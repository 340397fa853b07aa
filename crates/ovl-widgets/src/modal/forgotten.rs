#![forbid(unsafe_code)]

//! Sparse side table for windows detached from the live stack.
//!
//! Keys are the stack positions windows were detached from. A collision
//! moves upward to the first free key, so concurrently detached windows
//! keep the relative order they had in the stack.
//!
//! # Invariants
//!
//! 1. Each key holds at most one entry.
//! 2. An occupied key is never reused until its entry is taken out.
//! 3. Iteration is in ascending key order.

use std::collections::BTreeMap;

/// Positional side table keyed by original stack index.
#[derive(Debug)]
pub struct ForgottenTable<T> {
    entries: BTreeMap<usize, T>,
}

impl<T> Default for ForgottenTable<T> {
    fn default() -> Self {
        Self::new()
    }
}

impl<T> ForgottenTable<T> {
    #[must_use]
    pub const fn new() -> Self {
        Self {
            entries: BTreeMap::new(),
        }
    }

    #[inline]
    pub fn len(&self) -> usize {
        self.entries.len()
    }

    #[inline]
    pub fn is_empty(&self) -> bool {
        self.entries.is_empty()
    }

    /// Store `value` at the first free key `>= index`. Returns the key used.
    pub fn insert(&mut self, index: usize, value: T) -> usize {
        let mut key = index;
        while self.entries.contains_key(&key) {
            key += 1;
        }
        self.entries.insert(key, value);
        key
    }

    /// Key of the first entry matching `pred`.
    pub fn key_of(&self, mut pred: impl FnMut(&T) -> bool) -> Option<usize> {
        self.entries
            .iter()
            .find(|(_, v)| pred(v))
            .map(|(k, _)| *k)
    }

    pub fn get(&self, key: usize) -> Option<&T> {
        self.entries.get(&key)
    }

    pub fn get_mut(&mut self, key: usize) -> Option<&mut T> {
        self.entries.get_mut(&key)
    }

    /// Take the entry at `key` out of the table.
    pub fn remove(&mut self, key: usize) -> Option<T> {
        self.entries.remove(&key)
    }

    /// Take the first entry matching `pred`, with its key.
    pub fn take(&mut self, pred: impl FnMut(&T) -> bool) -> Option<(usize, T)> {
        let key = self.key_of(pred)?;
        self.entries.remove(&key).map(|v| (key, v))
    }

    pub fn iter(&self) -> impl Iterator<Item = (usize, &T)> {
        self.entries.iter().map(|(k, v)| (*k, v))
    }

    pub fn values(&self) -> impl Iterator<Item = &T> {
        self.entries.values()
    }

    pub fn values_mut(&mut self) -> impl Iterator<Item = &mut T> {
        self.entries.values_mut()
    }

    /// Remove and return every entry, in key order.
    pub fn drain(&mut self) -> Vec<T> {
        std::mem::take(&mut self.entries).into_values().collect()
    }
}

#[cfg(test)]
mod tests {
    use super::*;

    #[test]
    fn collision_moves_upward() {
        let mut t = ForgottenTable::new();
        assert_eq!(t.insert(1, 'a'), 1);
        assert_eq!(t.insert(1, 'b'), 2);
        assert_eq!(t.insert(1, 'c'), 3);
        assert_eq!(t.insert(0, 'd'), 0);
        let order: Vec<char> = t.values().copied().collect();
        assert_eq!(order, vec!['d', 'a', 'b', 'c']);
    }

    #[test]
    fn freed_key_is_reused() {
        let mut t = ForgottenTable::new();
        t.insert(2, 'a');
        t.remove(2);
        assert_eq!(t.insert(2, 'b'), 2);
    }

    #[test]
    fn take_returns_key() {
        let mut t = ForgottenTable::new();
        t.insert(4, "pip");
        assert_eq!(t.take(|v| *v == "pip"), Some((4, "pip")));
        assert!(t.is_empty());
        assert!(t.take(|v| *v == "pip").is_none());
    }

    #[test]
    fn drain_is_key_ordered() {
        let mut t = ForgottenTable::new();
        t.insert(5, 5);
        t.insert(0, 0);
        t.insert(3, 3);
        assert_eq!(t.drain(), vec![0, 3, 5]);
        assert!(t.is_empty());
    }
}
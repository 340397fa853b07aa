#![forbid(unsafe_code)]

//! Listener registries with snapshot-before-notify iteration.
//!
//! [`Listeners<L>`] owns strong `Rc` handles to observers. Notification code
//! takes a [`snapshot`](Listeners::snapshot) first and iterates the copy, so
//! a listener that adds or removes entries (through shared state of its own)
//! never invalidates the iteration in progress.
//!
//! # Invariants
//!
//! 1. [`ListenerId`]s are never reused within one registry.
//! 2. `snapshot()` returns registration order; `snapshot_rev()` the reverse.
//! 3. Registering the same `Rc` twice yields two independent entries.

use std::rc::Rc;

/// Handle returned by [`Listeners::add`].
#[derive(Debug, Clone, Copy, PartialEq, Eq, Hash, PartialOrd, Ord)]
pub struct ListenerId(u64);

/// Ordered registry of shared listeners.
pub struct Listeners<L: ?Sized> {
    next_id: u64,
    entries: Vec<(ListenerId, Rc<L>)>,
}

impl<L: ?Sized> Default for Listeners<L> {
    fn default() -> Self {
        Self::new()
    }
}

impl<L: ?Sized> std::fmt::Debug for Listeners<L> {
    fn fmt(&self, f: &mut std::fmt::Formatter<'_>) -> std::fmt::Result {
        f.debug_struct("Listeners")
            .field("len", &self.entries.len())
            .finish()
    }
}

impl<L: ?Sized> Listeners<L> {
    #[must_use]
    pub const fn new() -> Self {
        Self {
            next_id: 0,
            entries: Vec::new(),
        }
    }

    /// Register a listener.
    pub fn add(&mut self, listener: Rc<L>) -> ListenerId {
        let id = ListenerId(self.next_id);
        self.next_id += 1;
        self.entries.push((id, listener));
        id
    }

    /// Unregister by handle. Returns `true` if it was registered.
    pub fn remove(&mut self, id: ListenerId) -> bool {
        let before = self.entries.len();
        self.entries.retain(|(entry, _)| *entry != id);
        before != self.entries.len()
    }

    #[inline]
    pub fn len(&self) -> usize {
        self.entries.len()
    }

    #[inline]
    pub fn is_empty(&self) -> bool {
        self.entries.is_empty()
    }

    pub fn clear(&mut self) {
        self.entries.clear();
    }

    /// Copy of the current listeners in registration order.
    #[must_use]
    pub fn snapshot(&self) -> Vec<Rc<L>> {
        self.entries.iter().map(|(_, l)| Rc::clone(l)).collect()
    }

    /// Copy of the current listeners, most recently registered first.
    #[must_use]
    pub fn snapshot_rev(&self) -> Vec<Rc<L>> {
        self.entries.iter().rev().map(|(_, l)| Rc::clone(l)).collect()
    }
}

#[cfg(test)]
mod tests {
    use super::*;
    use std::cell::RefCell;

    trait Sink {
        fn push(&self, v: u32);
    }

    struct Log(RefCell<Vec<u32>>, u32);

    impl Sink for Log {
        fn push(&self, v: u32) {
            self.0.borrow_mut().push(v + self.1);
        }
    }

    #[test]
    fn add_and_remove() {
        let mut reg: Listeners<dyn Sink> = Listeners::new();
        let a = reg.add(Rc::new(Log(RefCell::new(Vec::new()), 0)));
        let b = reg.add(Rc::new(Log(RefCell::new(Vec::new()), 0)));
        assert_ne!(a, b);
        assert_eq!(reg.len(), 2);
        assert!(reg.remove(a));
        assert!(!reg.remove(a));
        assert_eq!(reg.len(), 1);
    }

    #[test]
    fn snapshot_survives_registry_mutation() {
        let log = Rc::new(Log(RefCell::new(Vec::new()), 0));
        let mut reg: Listeners<dyn Sink> = Listeners::new();
        let id = reg.add(log.clone());
        let snap = reg.snapshot();
        reg.remove(id);
        for l in &snap {
            l.push(1);
        }
        assert_eq!(*log.0.borrow(), vec![1]);
    }

    #[test]
    fn reverse_snapshot_is_last_registered_first() {
        let shared = Rc::new(RefCell::new(Vec::new()));
        struct Tag(Rc<RefCell<Vec<u32>>>, u32);
        impl Sink for Tag {
            fn push(&self, _: u32) {
                self.0.borrow_mut().push(self.1);
            }
        }
        let mut reg: Listeners<dyn Sink> = Listeners::new();
        reg.add(Rc::new(Tag(shared.clone(), 1)));
        reg.add(Rc::new(Tag(shared.clone(), 2)));
        for l in reg.snapshot_rev() {
            l.push(0);
        }
        assert_eq!(*shared.borrow(), vec![2, 1]);
    }
}
#![forbid(unsafe_code)]

//! The bundle of host collaborators an orchestrator drives.

use ovl_core::{
    CameraView, ContentLayer, LightSensor, LockScreen, PermissionGate, ProgressView, SurfaceHost,
    ThemeSink,
};

/// Every platform collaborator, boxed.
///
/// The orchestrator owns these for its whole life. Hosts that need to look
/// at them afterwards keep shared handles inside their own implementations.
pub struct Platform {
    pub host: Box<dyn SurfaceHost>,
    pub content: Box<dyn ContentLayer>,
    pub camera: Box<dyn CameraView>,
    pub lock: Box<dyn LockScreen>,
    pub progress: Box<dyn ProgressView>,
    pub sensor: Box<dyn LightSensor>,
    pub theme: Box<dyn ThemeSink>,
    pub permissions: Box<dyn PermissionGate>,
}

impl std::fmt::Debug for Platform {
    fn fmt(&self, f: &mut std::fmt::Formatter<'_>) -> std::fmt::Result {
        f.debug_struct("Platform")
            .field("content", &self.content.surface())
            .field("camera", &self.camera.surface())
            .field("lock", &self.lock.surface())
            .field("progress", &self.progress.surface())
            .finish_non_exhaustive()
    }
}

* **Description of the task**: From the line that has "with its key." through the line that has "pub fn values_mut(&mut", copy every line exactly as it appears above, and leave out all others.

* **Exercise result**:
    /// Take the first entry matching `pred`, with its key.
    pub fn take(&mut self, pred: impl FnMut(&T) -> bool) -> Option<(usize, T)> {
        let key = self.key_of(pred)?;
        self.entries.remove(&key).map(|v| (key, v))
    }

    pub fn iter(&self) -> impl Iterator<Item = (usize, &T)> {
        self.entries.iter().map(|(k, v)| (*k, v))
    }

    pub fn values(&self) -> impl Iterator<Item = &T> {
        self.entries.values()
    }

    pub fn values_mut(&mut self) -> impl Iterator<Item = &mut T> {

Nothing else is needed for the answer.